18 maio 2010

SURREALISMO E ESPIRITISMO

Os filmes sobre Chico Xavier e Bezerra de Menezes assim como a novela da Rede Globo estão aumentando o número de pessoas que buscam um passe, uma imposição de mãos ou mensagens do além morte nas casas espíritas de todo o Brasil. Numa reportagem sobre o tema, publicada na ‘Folha de São Paulo’, o fenômeno foi nomeado como “os espíritas saem do armário”. Segundo dados do IBGE, os espíritas ocupam o 3.º lugar no item das religiões praticadas no Brasil.
Quando uma criança morava visinho a um centro espírita: duas vezes por semana, um grupo de pessoas do bem sentava ao redor de uma longa mesa forrada com linho branco. Era conhecido no bairro como Centro de Mesa Branca – para se diferenciar do terreiro de umbanda que havia no mesmo bairro. Garoto curioso e ecumênico, eu freqüentava os dois.
No Centro de Mesa Branca gostava do ambiente calmo, sereno, à meia luz, onde os adultos estendiam as mãos sobre o branco linho e davam passagem aos espíritos em busca de luz. Os espíritos mais evoluídos ensinavam os caminhos para os jovens espíritos de mortos recentes. Os familiares desesperados em trabalho de luto buscavam uma mensagem de seu ente querido desencarnado. Não me lembro de ver a prática da psicografia naquele centro. A comunicação entre vivos e mortos se realizava na oralidade, não pela escrita. Naquele tempo, e naquelas circunstâncias, a maioria dos médiuns era analfabeta.

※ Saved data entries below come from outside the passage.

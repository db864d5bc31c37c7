//! EventedStore - a store wrapper that emits watch events after mutations.
//!
//! This wrapper delegates all operations to an inner store while publishing a
//! [`StoreEvent`] on a broadcast channel after every successful write. It is
//! the watch feed the sync controller subscribes to.
//!
//! # Example
//!
//! ```ignore
//! use vsync_storage::EventedStore;
//! use vsync_db_memory::InMemoryStore;
//!
//! let store = EventedStore::new(InMemoryStore::new("physical"));
//! let mut watch = store.subscribe();
//!
//! // After this, an `Added` event is delivered to `watch`
//! store.create(&revision).await?;
//! ```

use async_trait::async_trait;
use tokio::sync::broadcast;
use tracing::debug;
use vsync_core::{GroupVersionKind, Object, ObjectKey};

use crate::error::StorageError;
use crate::traits::ObjectStore;
use crate::types::{StoreEvent, StoreEventType};

/// Default buffer size for the watch channel.
/// Events beyond this limit will cause older events to be dropped for slow receivers.
const DEFAULT_BUFFER_SIZE: usize = 1024;

/// A store wrapper that emits events after successful writes.
///
/// Events are emitted **after** the operation succeeds, so every event
/// corresponds to an actual change in the store.
pub struct EventedStore<S: ObjectStore> {
    /// The inner store implementation.
    inner: S,
    sender: broadcast::Sender<StoreEvent>,
}

impl<S: ObjectStore> EventedStore<S> {
    /// Create a new evented store wrapper.
    pub fn new(inner: S) -> Self {
        Self::with_capacity(inner, DEFAULT_BUFFER_SIZE)
    }

    pub fn with_capacity(inner: S, capacity: usize) -> Self {
        let (sender, _) = broadcast::channel(capacity);
        Self { inner, sender }
    }

    /// Get a reference to the inner store.
    pub fn inner(&self) -> &S {
        &self.inner
    }

    /// Subscribe to store changes made after this call.
    pub fn subscribe(&self) -> broadcast::Receiver<StoreEvent> {
        self.sender.subscribe()
    }

    pub fn subscriber_count(&self) -> usize {
        self.sender.receiver_count()
    }

    fn emit(&self, event_type: StoreEventType, object: &Object) {
        if self.sender.receiver_count() == 0 {
            return;
        }
        let (Ok(gvk), Ok(key)) = (object.gvk(), object.key()) else {
            return;
        };
        debug!(
            backend = self.inner.backend_name(),
            event_type = %event_type,
            gvk = %gvk,
            key = %key,
            "Emitted store event"
        );
        let _ = self
            .sender
            .send(StoreEvent::new(event_type, gvk, key, object.clone()));
    }
}

#[async_trait]
impl<S: ObjectStore> ObjectStore for EventedStore<S> {
    async fn get(
        &self,
        gvk: &GroupVersionKind,
        key: &ObjectKey,
    ) -> Result<Option<Object>, StorageError> {
        // Read operations don't emit events
        self.inner.get(gvk, key).await
    }

    async fn list(
        &self,
        gvk: &GroupVersionKind,
        namespace: Option<&str>,
    ) -> Result<Vec<Object>, StorageError> {
        self.inner.list(gvk, namespace).await
    }

    async fn create(&self, object: &Object) -> Result<Object, StorageError> {
        let created = self.inner.create(object).await?;
        self.emit(StoreEventType::Added, &created);
        Ok(created)
    }

    async fn update(&self, object: &Object) -> Result<Object, StorageError> {
        let updated = self.inner.update(object).await?;
        self.emit(StoreEventType::Modified, &updated);
        Ok(updated)
    }

    async fn update_status(&self, object: &Object) -> Result<Object, StorageError> {
        let updated = self.inner.update_status(object).await?;
        self.emit(StoreEventType::Modified, &updated);
        Ok(updated)
    }

    async fn delete(&self, object: &Object) -> Result<(), StorageError> {
        self.inner.delete(object).await?;
        self.emit(StoreEventType::Deleted, object);
        Ok(())
    }

    fn backend_name(&self) -> &'static str {
        self.inner.backend_name()
    }
}

impl<S: ObjectStore> std::fmt::Debug for EventedStore<S> {
    fn fmt(&self, f: &mut std::fmt::Formatter<'_>) -> std::fmt::Result {
        f.debug_struct("EventedStore")
            .field("backend", &self.inner.backend_name())
            .field("subscriber_count", &self.subscriber_count())
            .finish()
    }
}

Muito tempo depois, no trabalho de pesquisa que realizei sobre o movimento surrealista, descobri que os escritores desse período tiveram grande interesse pela prática da psicografia no kardecismo. Vários deles freqüentaram sessões espíritas com o propósito de identificar esse fenômeno de escrita. Alguns até reproduziam o cenário de um centro espírita para praticar a escrita automática. A relação dos surrealistas, na França da década de 1920, com o kardecismo é um aspecto interessante para pensar esse advento do espiritismo em nossos dias para além da explosão midiática em torno do tema.
De março a junho de 1952, André Breton refez sua trajetória num conjunto de dezesseis entrevistas concedidas a André Parinaud e transmitidas pelo sistema de Radiodifusão Francesa. Transcritas, as ‘Entrevistas’ (Edições Salamandra) são um precioso arquivo sobre o movimento surrealista, narrado por seu protagonista principal. Depois de contar sobre sua admiração entusiasmada por Freud e do encontro que teve com ele em Viena, Breton afirma: “as experiências do sono fazem parte integrante da história do movimento surrealista”. Denominada como ‘estados segundos’, estas experiências de estados hipnóticos, de transe mediúnico, foram resgatadas pelos surrealistas como ato instaurador de uma escrita que escapa à sujeição das percepções sensórias imediatas. Com isso, “tratava-se de devolver o verbo humano às suas inocência e virtude criadora original”.
Os surrealistas encontraram essas experiências de estados segundos na psicografia praticada pelo espiritismo. Não lhes interessava a doutrina espírita por uma questão de princípio: “é impossível a comunicação entre os vivos e os mortos”. A despeito de seu ponto de partida, o espiritismo permitia capturar uma experiência singular: a escrita automática na prática da psicografia. A doutrina revelava certos poderes do espírito no ato da escrita. “Somente o surrealismo, na visão de Breton, pode valorizar o que resta da comunicação mediúnica quando liberta das loucas interpretações metafísicas.”
Breton estabeleceu um critério: “para que a escrita seja verdadeiramente automática, é preciso, com efeito, que o espírito tenha conseguido colocar-se em condições de desapego, quer em relação às solicitações do mundo exterior, quer às preocupações individuais de ordem utilitária e sentimental”. Penso que é um bom critério para assistir ao filme sobre a vida de Chico Xavier: em seus livros psicografados, o mineiro de Uberaba praticou a verdadeira escrita automática.